#### THE PROBLEM:
Your response should be a copy of each line in the listing below that includes the word "have".

#### DATA RECORDS:
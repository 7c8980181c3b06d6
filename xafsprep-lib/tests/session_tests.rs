mod common;

use approx::assert_relative_eq;
use xafsprep::{Session, SessionSettings, SessionState};

use common::FixedProvider;

fn session(dir_name: &str) -> Session<FixedProvider> {
    let settings = SessionSettings {
        samples_dir: common::scratch_dir(dir_name),
        ..SessionSettings::default()
    };
    Session::new(common::provider(), settings)
}

fn run(session: &mut Session<FixedProvider>, script: &str) -> String {
    let mut out = Vec::new();
    session.run(script.as_bytes(), &mut out).unwrap();
    String::from_utf8(out).unwrap()
}

const SETUP_FE2O3: &str = "\
sample new Fe2O3
sample setup
0
5.24
2
Fe
0.7
O
0.3
";

#[test]
fn test_quit_exits() {
    let mut s = session("quit");
    let out = run(&mut s, "quit\nlist\n");
    assert_eq!(s.state(), SessionState::Exited);
    assert!(!out.contains("No samples"));
}

#[test]
fn test_end_of_input_exits() {
    let mut s = session("eof");
    run(&mut s, "help\n");
    assert_eq!(s.state(), SessionState::Exited);
}

#[test]
fn test_help_and_bad_commands() {
    let mut s = session("help");
    let out = run(&mut s, "help\nfrobnicate\nsample explode\nsample\n\n   \nquit\n");
    assert!(out.contains("sample dilute [percent]"));
    assert_eq!(out.matches("Bad command name. Please re-input.").count(), 1);
    assert_eq!(
        out.matches("Bad subcommand under command 'sample' -- Please re-input.")
            .count(),
        2
    );
    assert!(s.registry().is_empty());
}

#[test]
fn test_new_requires_one_word_name() {
    let mut s = session("new");
    let out = run(&mut s, "sample new\nsample new two words\nsample new Fe2O3\nquit\n");
    assert_eq!(
        out.matches("A one-word sample name is required.").count(),
        2
    );
    assert_eq!(s.registry().len(), 1);
    assert_eq!(s.registry().get(0).unwrap().name(), "Fe2O3");
}

#[test]
fn test_list_without_samples() {
    let mut s = session("list-empty");
    let out = run(&mut s, "list\nsample compute\nquit\n");
    assert_eq!(out.matches("No samples have been created yet.").count(), 2);
    assert!(!out.contains("Enter the ID"));
}

#[test]
fn test_sample_commands_abort_without_samples() {
    for command in [
        "sample rename",
        "sample setup",
        "sample compute",
        "sample dilute 0.2",
        "sample dilute",
        "sample write",
    ] {
        let mut s = session("empty-abort");
        let out = run(&mut s, &format!("{command}\nquit\n"));
        assert_eq!(
            out.matches("No samples have been created yet.").count(),
            1,
            "{command}"
        );
        assert!(!out.contains("Enter the ID"), "{command}");
        assert!(!out.contains("dilution percentage"), "{command}");
        assert!(s.registry().is_empty());
    }
}

#[test]
fn test_names_cannot_leave_samples_dir() {
    let mut s = session("escape");
    let out = run(
        &mut s,
        "sample new ../escaped\nsample new /tmp/x\nsample new a\\b\nsample new ..\nquit\n",
    );
    assert_eq!(out.matches("Sample names cannot contain").count(), 4);
    assert!(s.registry().is_empty());

    let mut s = session("escape-rename");
    let out = run(
        &mut s,
        "sample new safe\nsample rename\n0\n../escaped\n.\ninside\nsample write\n0\nquit\n",
    );
    assert_eq!(out.matches("Invalid input.").count(), 2);
    assert_eq!(s.registry().get(0).unwrap().name(), "inside");

    let dir = s.settings().samples_dir.clone();
    assert!(dir.join("inside.txt").is_file());
    assert!(!dir.parent().unwrap().join("escaped.txt").exists());
    let _ = std::fs::remove_dir_all(&dir);
}

#[test]
fn test_setup_and_compute_scenario() {
    let mut s = session("compute");
    let script = format!("{SETUP_FE2O3}sample compute\n0\n10\nquit\n");
    let out = run(&mut s, &script);

    assert!(out.contains("Sample has been successfully set up."));
    assert!(out.contains("Computation successful."));

    let sample = s.registry().get(0).unwrap();
    assert_eq!(sample.density(), Some(5.24));
    let elements: Vec<&str> = sample.elements().collect();
    assert_eq!(elements, ["Fe", "O"]);

    let pellet = sample.pellet().unwrap();
    assert_eq!(pellet.energy_kev, 10.0);
    assert_relative_eq!(pellet.mu, (0.7 * 171.0 + 0.3 * 5.95) * 5.24, max_relative = 1e-12);
    assert!(pellet.mass_g > 0.0);
}

#[test]
fn test_prompts_retry_on_bad_input() {
    let mut s = session("retry");
    let script = "\
sample new Fe2O3
sample setup
9
abc
0
-1
5.24
two
2
Fe
lots
0.7
O
0.3
quit
";
    let out = run(&mut s, script);
    assert!(out.contains("Sample has been successfully set up."));
    // two bad IDs, a negative density, a bad count and a bad fraction
    assert_eq!(out.matches("Invalid input.").count(), 5);
    assert_eq!(s.registry().get(0).unwrap().constituents().len(), 2);
}

#[test]
fn test_cancel_leaves_composition_untouched() {
    let mut s = session("cancel");
    let script = format!("{SETUP_FE2O3}sample setup\n0\n3.0\n3\nZn\n0.5\ncancel\nquit\n");
    let out = run(&mut s, &script);

    assert!(out.contains("Command cancelled."));
    assert_eq!(s.state(), SessionState::Exited);
    let sample = s.registry().get(0).unwrap();
    assert_eq!(sample.density(), Some(5.24));
    assert_eq!(sample.constituents().len(), 2);
}

#[test]
fn test_end_of_input_mid_prompt_ends_session() {
    let mut s = session("eof-prompt");
    let script = format!("{SETUP_FE2O3}sample setup\n0\n3.0\n");
    run(&mut s, &script);
    assert_eq!(s.state(), SessionState::Exited);
    assert_eq!(s.registry().get(0).unwrap().density(), Some(5.24));
}

#[test]
fn test_rename() {
    let mut s = session("rename");
    let out = run(&mut s, "sample new old\nsample rename\n0\nnew name\nhematite\nquit\n");
    assert!(out.contains("Sample renamed."));
    assert_eq!(s.registry().get(0).unwrap().name(), "hematite");
}

#[test]
fn test_dilute_appends_new_sample() {
    let mut s = session("dilute");
    let script = format!("{SETUP_FE2O3}sample dilute 0.2\n0\nlist\nquit\n");
    let out = run(&mut s, &script);

    assert!(out.contains("Dilution successful."));
    assert!(out.contains("1. Fe2O3_%_0.2"));
    assert_eq!(s.registry().len(), 2);

    let original = s.registry().get(0).unwrap();
    assert_eq!(original.fraction_of("Fe"), Some(0.7));
    assert_eq!(original.fraction_of("B"), None);

    let diluted = s.registry().get(1).unwrap();
    assert_relative_eq!(diluted.fraction_of("B").unwrap(), 0.0872, epsilon = 1e-12);
    assert_relative_eq!(diluted.fraction_of("N").unwrap(), 0.1128, epsilon = 1e-12);
    assert_relative_eq!(diluted.fraction_of("Fe").unwrap(), 0.56, epsilon = 1e-12);
}

#[test]
fn test_dilute_rejects_bad_percent_without_prompting() {
    let mut s = session("dilute-bad");
    let out = run(
        &mut s,
        "sample new x\nsample dilute\nsample dilute 1.5\nsample dilute lots\nquit\n",
    );
    assert_eq!(
        out.matches("Enter a dilution percentage between 0-1.").count(),
        3
    );
    assert!(!out.contains("Enter the ID"));
    assert_eq!(s.registry().len(), 1);
}

#[test]
fn test_compute_failure_is_reported() {
    let mut s = session("compute-fail");
    let script = "\
sample new mystery
sample setup
0
1.0
1
Xx
1.0
sample compute
0
10
quit
";
    let out = run(&mut s, script);
    assert!(out.contains("Error: cross-section lookup failed for 'Xx'"));
    assert!(!out.contains("Computation successful."));
    assert!(s.registry().get(0).unwrap().pellet().is_none());
    assert_eq!(s.state(), SessionState::Exited);
}

#[test]
fn test_write_report_to_screen_and_file() {
    let mut s = session("write");
    let script = format!("{SETUP_FE2O3}sample compute\n0\n10\nsample write\n0\nquit\n");
    let out = run(&mut s, &script);

    assert!(out.contains("Sample Name: Fe2O3"));
    assert!(out.contains("Pellet Radius (cm): 0.65"));
    assert!(out.contains("Sample has been saved to Fe2O3.txt."));

    let path = s.settings().samples_dir.join("Fe2O3.txt");
    let file = std::fs::read_to_string(&path).unwrap();
    assert!(file.contains("Sample Name: Fe2O3"));
    assert!(file.contains("0.7  Fe"));
    assert!(out.contains(&file));
    let _ = std::fs::remove_dir_all(&s.settings().samples_dir);
}

#[test]
fn test_write_failure_keeps_session_alive() {
    let blocker = common::scratch_dir("write-blocked");
    std::fs::write(&blocker, "not a directory").unwrap();

    let settings = SessionSettings {
        samples_dir: blocker.clone(),
        ..SessionSettings::default()
    };
    let mut s = Session::new(common::provider(), settings);
    let out = run(&mut s, "sample new x\nsample write\n0\nlist\nquit\n");

    assert!(out.contains("Could not save sample to"));
    assert!(out.contains("0. x"));
    assert_eq!(s.state(), SessionState::Exited);
    let _ = std::fs::remove_file(&blocker);
}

#### RESULT OF THE EXERCISE:
    assert_eq!(out.matches("No samples have been created yet.").count(), 2);
            out.matches("No samples have been created yet.").count(),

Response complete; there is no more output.